▶ **WHAT YOU NEED TO DO**:
Beginning with the first line of the entries below, quote each line until you reach and include the line with "let half = rect_size.half_extents();".

(Stored items)

_ _ _ _ _

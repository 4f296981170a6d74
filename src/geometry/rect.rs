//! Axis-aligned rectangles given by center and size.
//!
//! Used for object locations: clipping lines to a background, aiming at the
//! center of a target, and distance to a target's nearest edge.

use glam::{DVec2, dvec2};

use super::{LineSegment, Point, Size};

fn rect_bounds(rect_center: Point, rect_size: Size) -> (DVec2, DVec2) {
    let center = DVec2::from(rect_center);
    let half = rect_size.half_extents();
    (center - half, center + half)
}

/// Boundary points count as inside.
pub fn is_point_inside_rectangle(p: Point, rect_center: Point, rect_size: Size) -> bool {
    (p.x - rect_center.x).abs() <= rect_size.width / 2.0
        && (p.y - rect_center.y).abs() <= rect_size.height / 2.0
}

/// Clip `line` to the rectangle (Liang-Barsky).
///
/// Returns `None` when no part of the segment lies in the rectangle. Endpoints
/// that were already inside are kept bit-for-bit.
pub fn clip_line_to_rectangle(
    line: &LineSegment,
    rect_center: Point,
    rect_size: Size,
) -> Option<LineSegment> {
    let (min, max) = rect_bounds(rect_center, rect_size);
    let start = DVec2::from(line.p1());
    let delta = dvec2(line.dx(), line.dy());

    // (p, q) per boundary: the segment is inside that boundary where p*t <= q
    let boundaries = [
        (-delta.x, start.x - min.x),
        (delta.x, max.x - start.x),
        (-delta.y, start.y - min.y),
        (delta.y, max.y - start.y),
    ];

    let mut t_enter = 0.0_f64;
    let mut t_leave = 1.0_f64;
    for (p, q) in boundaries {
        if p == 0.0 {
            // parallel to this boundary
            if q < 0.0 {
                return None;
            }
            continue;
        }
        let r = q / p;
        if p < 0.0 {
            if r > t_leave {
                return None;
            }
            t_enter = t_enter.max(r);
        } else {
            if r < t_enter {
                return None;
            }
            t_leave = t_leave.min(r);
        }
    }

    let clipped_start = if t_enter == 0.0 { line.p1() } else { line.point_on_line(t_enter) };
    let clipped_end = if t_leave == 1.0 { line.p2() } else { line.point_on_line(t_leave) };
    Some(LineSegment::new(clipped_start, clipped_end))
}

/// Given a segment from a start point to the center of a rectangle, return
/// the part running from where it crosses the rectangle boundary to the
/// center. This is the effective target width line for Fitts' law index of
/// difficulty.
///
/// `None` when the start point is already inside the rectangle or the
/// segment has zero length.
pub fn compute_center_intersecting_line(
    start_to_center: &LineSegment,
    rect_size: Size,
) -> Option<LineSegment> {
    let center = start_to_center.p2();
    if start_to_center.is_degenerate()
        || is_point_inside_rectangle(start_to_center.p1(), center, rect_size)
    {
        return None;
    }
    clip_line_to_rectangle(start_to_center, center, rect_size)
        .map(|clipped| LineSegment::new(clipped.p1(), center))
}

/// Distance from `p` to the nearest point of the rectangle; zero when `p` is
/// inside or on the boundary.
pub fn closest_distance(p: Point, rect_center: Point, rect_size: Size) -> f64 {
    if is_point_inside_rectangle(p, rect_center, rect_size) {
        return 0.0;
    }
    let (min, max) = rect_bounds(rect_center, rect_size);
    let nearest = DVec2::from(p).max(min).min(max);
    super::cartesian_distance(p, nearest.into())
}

_ _ _ _ _

▶ **TASK SOLUTION**:
repository 4f296981170a6d74
filename src/geometry/rect.rs
//! Axis-aligned rectangles given by center and size.
//!
//! Used for object locations: clipping lines to a background, aiming at the
//! center of a target, and distance to a target's nearest edge.

use glam::{DVec2, dvec2};

use super::{LineSegment, Point, Size};

fn rect_bounds(rect_center: Point, rect_size: Size) -> (DVec2, DVec2) {
    let center = DVec2::from(rect_center);
    let half = rect_size.half_extents();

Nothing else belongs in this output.